Matthew 5:17 Romans 7:12
stephen,
we can agree, if you love someone, you do things with them and for them. my view is i get to know God in a sin-filled world; many will reject this. in eternity i will, along millions of others. take our experience of knowing a loving God in a hate-filled world to the heavenly kingdom. i believe i will appreciate even more, because of my time on earth with God, the glories of a land perfect and dynamic.
the law involves feeling-less principles, good but not complete. God wants me to love him from a heart free and unencumbered with 'have-to's,' a heart that has found through trial and error that loving Him comes from His tenderness and grace. i love Him emotionally, not just by principle. perfectionism is a lie. it says their is something i have to do to 'measure up' so i am 'safe-to-safe,' another deception. we are saved eternally because while we were enemies God reconciled us. see rom 5. while i CHOSE to hate Him and fight against Him, He reconciled me. i had nothing to do with that. it is about HIM not me, or us. the work of salvation is thorough and complete because of Jesus. the gospel: He gives me His life in exchange and inspite of my pitiful broken attempts to be good. Grace, all grace.

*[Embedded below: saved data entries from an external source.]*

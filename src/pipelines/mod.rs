pub mod amr;
pub mod classify;
pub mod extract_reads;
pub mod fetch_reads;
pub mod make_files;
pub mod make_lists;
pub mod qc_host;
pub mod sync_reads;
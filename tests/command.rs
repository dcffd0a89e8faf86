use anyhow::Result;

use resistome_pipelines::config::defs::PipelineError;
use resistome_pipelines::utils::command::{run_command, run_command_logged, CommandSpec};
use resistome_pipelines::utils::report::Reporter;

#[tokio::test]
async fn zero_exit_is_never_an_error_outcome() -> Result<()> {
    let (reporter, buf) = Reporter::buffer();
    let spec = CommandSpec::new("true");
    let result = run_command(&reporter, &spec, None).await?;
    assert_eq!(result.status, 0);
    assert!(result.success());
    assert!(buf.contents().contains("Command finished"));
    assert!(!buf.contents().contains("exit code"));
    Ok(())
}

#[tokio::test]
async fn nonzero_exit_is_reported_not_raised() -> Result<()> {
    let (reporter, buf) = Reporter::buffer();
    let spec = CommandSpec::new("false");
    let result = run_command(&reporter, &spec, Some("expected to fail")).await?;
    assert_eq!(result.status, 1);
    assert!(!result.success());
    assert!(buf.contents().contains("exit code 1"));
    Ok(())
}

#[tokio::test]
async fn exit_code_is_surfaced_unchanged() -> Result<()> {
    let (reporter, _buf) = Reporter::buffer();
    let spec = CommandSpec::new("sh").args(["-c", "exit 7"]);
    let result = run_command(&reporter, &spec, None).await?;
    assert_eq!(result.status, 7);
    Ok(())
}

#[tokio::test]
async fn missing_executable_is_a_launch_error() {
    let (reporter, _buf) = Reporter::buffer();
    let spec = CommandSpec::new("definitely-not-an-installed-tool-2199");
    let outcome = run_command(&reporter, &spec, None).await;
    assert!(matches!(outcome, Err(PipelineError::ToolLaunch { .. })));
}

#[tokio::test]
async fn output_lines_are_streamed_and_classified() -> Result<()> {
    let (reporter, buf) = Reporter::buffer();
    let spec = CommandSpec::new("sh").args([
        "-c",
        "echo 'ERROR: db not found'; echo 'WARNING: low disk' >&2; echo 'all good'",
    ]);
    let result = run_command(&reporter, &spec, Some("classification probe")).await?;

    // Classification is advisory; the zero exit code is untouched
    assert_eq!(result.status, 0);
    let out = buf.contents();
    assert!(out.contains("  ! ERROR: db not found"));
    assert!(out.contains("  ~ WARNING: low disk"));
    assert!(out.contains("    all good"));
    assert!(out.contains("[classification probe] $ sh -c"));
    Ok(())
}

#[tokio::test]
async fn repeated_runs_yield_independent_results() -> Result<()> {
    let (reporter, _buf) = Reporter::buffer();
    let spec = CommandSpec::new("true");
    let first = run_command(&reporter, &spec, None).await?;
    let second = run_command(&reporter, &spec, None).await?;
    assert!(first.success());
    assert!(second.success());
    Ok(())
}

#[tokio::test]
async fn logged_run_tees_merged_output_to_file() -> Result<()> {
    let dir = tempfile::tempdir()?;
    let log_path = dir.path().join("sample.log");
    let (reporter, buf) = Reporter::buffer();
    let spec = CommandSpec::new("sh").args(["-c", "echo trimmed; echo 'Result: 90 reads' >&2"]);
    let result = run_command_logged(&reporter, &spec, None, &log_path).await?;

    assert!(result.success());
    let body = std::fs::read_to_string(&log_path)?;
    assert!(body.contains("trimmed"));
    assert!(body.contains("Result: 90 reads"));
    assert!(buf.contents().contains("trimmed"));
    Ok(())
}
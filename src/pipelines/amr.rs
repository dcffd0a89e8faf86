/// AMR gene quantification with AMR++: one Nextflow run per study,
/// executed from the AMR++ checkout, with the work directory cleared
/// after each study to keep the scratch space bounded.

use std::fs;
use std::path::Path;
use std::sync::Arc;

use log::{error, info};

use crate::config::defs::{
    PipelineError, RunConfig, AMRPP_RESULT_COUNT, AMR_OUT_DIR, HOSTILE_OUT_DIR, NEXTFLOW_TAG,
    UTIL_AMRPP_PATH,
};
use crate::utils::command::{run_command, CommandSpec};
use crate::utils::dispatch::ErrorPolicy;
use crate::utils::file::{base_name, clear_dir, dir_entry_count};
use crate::utils::info::{names_list, resolve_base_dirs, tool_path};
use crate::utils::report::Reporter;

pub async fn run(config: Arc<RunConfig>, reporter: Reporter) -> Result<(), PipelineError> {
    reporter.banner(&config.study_name, "Quantifying AMR genes with AMR++...");
    let base_dirs = resolve_base_dirs(&config)?;
    let amrpp_dir = tool_path(&config.utility_paths, UTIL_AMRPP_PATH)?.to_string();
    info!("AMR++ checkout: {}", amrpp_dir);

    for base in &base_dirs {
        reporter.rule(&format!("Running AMR++ on all studies in {}", base_name(base)));
        let studies = names_list(&base.join(&config.args.projects))?;
        info!("Found {} studies in {}", studies.len(), base_name(base));

        for study in &studies {
            let study_dir = base.join(study);
            let hq_reads = study_dir.join(HOSTILE_OUT_DIR);
            let amr_out = study_dir.join(AMR_OUT_DIR);
            fs::create_dir_all(&amr_out)?;

            let results_dir = amr_out.join("Results");
            if results_dir.is_dir() && dir_entry_count(&results_dir) == AMRPP_RESULT_COUNT {
                info!("AMR++ already run for {}. Skipping...", study);
                continue;
            }

            // Nextflow expands the read-pair pattern itself
            let reads_pattern = format!(
                "{}/*_R{{1,2}}.clean_{{1,2}}.fastq.gz",
                hq_reads.display()
            );
            let spec = CommandSpec::new(NEXTFLOW_TAG)
                .args(["run", "main_AMR++.nf", "--pipeline", "resistome", "--reads"])
                .arg(reads_pattern)
                .arg("--output")
                .arg(amr_out.display().to_string())
                .args(["--snp", "Y", "--deduped", "Y", "--threads"])
                .arg(config.args.threads.to_string())
                .arg("-resume")
                .current_dir(&amrpp_dir);
            let result = run_command(
                &reporter,
                &spec,
                Some(&format!("Running AMR++ on {}", study)),
            )
            .await?;
            if !result.success() {
                let failure = PipelineError::ToolExecution {
                    tool: NEXTFLOW_TAG.to_string(),
                    context: study.clone(),
                    status: result.status,
                };
                if config.policy() == ErrorPolicy::Halt {
                    return Err(failure);
                }
                error!("{}", failure);
            }

            info!("Clearing the work directory...");
            clear_dir(&Path::new(&amrpp_dir).join("work"))?;

            reporter.rule(&format!("Generated AMR gene abundance tables for {}", study));
        }
    }
    Ok(())
}
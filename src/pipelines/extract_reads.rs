/// Per-species read extraction with KrakenTools: the work items are
/// species, each worker walking every sample of the study for its
/// assigned species and compressing the extracted pairs.

use std::collections::HashMap;
use std::fs;
use std::path::{Path, PathBuf};
use std::sync::Arc;

use log::{error, info};

use crate::config::defs::{
    PipelineError, RunConfig, EXTRACT_READS_TAG, HOSTILE_OUT_DIR, KRAKEN_OUT_DIR, PIGZ_TAG,
    SP_READS_DIR, UTIL_KRAKENTOOLS,
};
use crate::utils::command::{run_command, CommandSpec};
use crate::utils::dispatch::{dispatch, WorkerSlot};
use crate::utils::file::{base_name, dir_has_any, files_with_prefix};
use crate::utils::info::{load_pairs, names_list, resolve_base_dirs, tool_path};
use crate::utils::report::Reporter;

pub async fn run(config: Arc<RunConfig>, reporter: Reporter) -> Result<(), PipelineError> {
    reporter.banner(&config.study_name, "Extracting reads with KrakenTools...");

    let species_map = load_pairs(&config.cwd.join(&config.args.species))?;
    info!("Found {} species in {}", species_map.len(), config.args.species);
    let mut species: Vec<String> = species_map.keys().cloned().collect();
    species.sort();

    let base_dirs = resolve_base_dirs(&config)?;

    for base in &base_dirs {
        reporter.rule(&format!(
            "Extracting species reads for all studies in {}",
            base_name(base)
        ));
        let studies = names_list(&base.join(&config.args.projects))?;
        info!("Found {} studies in {}", studies.len(), base_name(base));

        for study in &studies {
            reporter.rule(&format!("Extracting species reads from {}", study));
            let study_dir = base.join(study);
            let sp_reads = study_dir.join(SP_READS_DIR);
            fs::create_dir_all(&sp_reads)?;

            let samples = names_list(&study_dir.join(&config.args.samples))?;
            info!("Project {} has {} samples...", study, samples.len());

            dispatch(
                &reporter,
                config.args.split_size,
                &species,
                config.stagger(),
                config.policy(),
                |partition, slot| {
                    extract_partition(
                        config.clone(),
                        study.clone(),
                        study_dir.clone(),
                        samples.clone(),
                        species_map.clone(),
                        partition,
                        slot,
                    )
                },
            )
            .await?;

            reporter.rule(&format!(
                "Completed extracting reads for all species from {}",
                study
            ));
        }
    }
    Ok(())
}

async fn extract_partition(
    config: Arc<RunConfig>,
    study: String,
    study_dir: PathBuf,
    samples: Vec<String>,
    species_map: HashMap<String, String>,
    partition: Vec<String>,
    slot: WorkerSlot,
) -> Result<(), PipelineError> {
    let krakentools_env = tool_path(&config.utility_paths, UTIL_KRAKENTOOLS)?.to_string();
    let kraken_out = study_dir.join(KRAKEN_OUT_DIR);
    let hostile_out = study_dir.join(HOSTILE_OUT_DIR);
    let sp_reads = study_dir.join(SP_READS_DIR);
    let total = partition.len();

    for (i, species) in partition.iter().enumerate() {
        let sp_dir = sp_reads.join(species);
        fs::create_dir_all(&sp_dir)?;
        let tax_id = species_map.get(species).ok_or_else(|| {
            PipelineError::InvalidConfig(format!("No taxid for species {}", species))
        })?;

        for (j, sample) in samples.iter().enumerate() {
            slot.update(&format!(
                "Extracting reads of {} > {} ({}/{}) for species {} ({}/{})",
                study,
                sample,
                j + 1,
                samples.len(),
                species,
                i + 1,
                total
            ));

            let compressed = [format!("{}_2.fq.gz", sample), format!("{}.fq.gz", sample)];
            if dir_has_any(&sp_dir, &compressed) {
                continue;
            }

            let uncompressed = [format!("{}_2.fq", sample), format!("{}.fq", sample)];
            if dir_has_any(&sp_dir, &uncompressed) {
                compress_extracted(&slot, &sp_dir, sample, species).await?;
                continue;
            }

            info!("Extracting reads of {} from {}...", species, sample);
            let spec = CommandSpec::mamba_run(&krakentools_env, EXTRACT_READS_TAG)
                .arg("-k")
                .arg(
                    kraken_out
                        .join(sample)
                        .join(format!("{}.out", sample))
                        .display()
                        .to_string(),
                )
                .arg("-r")
                .arg(
                    kraken_out
                        .join(sample)
                        .join(format!("{}.report", sample))
                        .display()
                        .to_string(),
                )
                .arg("-1")
                .arg(
                    hostile_out
                        .join(format!("{}_R1.clean_1.fastq.gz", sample))
                        .display()
                        .to_string(),
                )
                .arg("-2")
                .arg(
                    hostile_out
                        .join(format!("{}_R2.clean_2.fastq.gz", sample))
                        .display()
                        .to_string(),
                )
                .arg("-o")
                .arg(sp_dir.join(format!("{}_1.fq", sample)).display().to_string())
                .arg("-o2")
                .arg(sp_dir.join(format!("{}_2.fq", sample)).display().to_string())
                .arg("--fastq-output")
                .arg("-t")
                .arg(tax_id.as_str())
                .arg("--include-children");
            let result = run_command(
                slot.reporter(),
                &spec,
                Some(&format!("Extracting {} reads from {}", species, sample)),
            )
            .await?;
            if !result.success() {
                error!(
                    "{}",
                    PipelineError::ToolExecution {
                        tool: EXTRACT_READS_TAG.to_string(),
                        context: format!("{} > {} ({})", study, sample, species),
                        status: result.status,
                    }
                );
                continue;
            }

            compress_extracted(&slot, &sp_dir, sample, species).await?;
        }

        slot.item_done();
    }
    Ok(())
}

async fn compress_extracted(
    slot: &WorkerSlot,
    sp_dir: &Path,
    sample: &str,
    species: &str,
) -> Result<(), PipelineError> {
    let extracted: Vec<PathBuf> = files_with_prefix(sp_dir, &format!("{}_", sample))?
        .into_iter()
        .filter(|path| base_name(path).ends_with(".fq"))
        .collect();
    if extracted.is_empty() {
        return Ok(());
    }

    let mut spec = CommandSpec::new(PIGZ_TAG);
    for path in &extracted {
        spec = spec.arg(path.display().to_string());
    }
    let result = run_command(
        slot.reporter(),
        &spec,
        Some(&format!("Compressing {} - {} reads", species, sample)),
    )
    .await?;
    if !result.success() {
        error!(
            "{}",
            PipelineError::ToolExecution {
                tool: PIGZ_TAG.to_string(),
                context: format!("{} ({})", sample, species),
                status: result.status,
            }
        );
    }
    Ok(())
}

that said, because i love Him, i will live the life of the kingdom here, the life Jesus exemplified, and that is, i will learn to love all people as He loves me.
thanks, stephen, for this dialogue.
greg
It's great how you've tended to your flock of comments. That is added praise to a thoughtful article. Christianity and her divisions reinforce the poor attitudes people have towards the message and it's " messengers". Segregation is as Christlike as being judgmental is loving.
I love the self-righteous navel admiration bit. The last remnant can be so vain towards their umbilical vestige after the Fall, Flood, Sinai, 1st Temple Destruction, the Cross and the 2nd Temple Destruction, Reformation, 1844 etc. etc. Today, the self righteous navel was born to remember all the painful tribulations it has graciously never endured but, always threatened non-invited outsiders w/. And to the world, Adventists have six-pack abs to sheath their well-formed navel.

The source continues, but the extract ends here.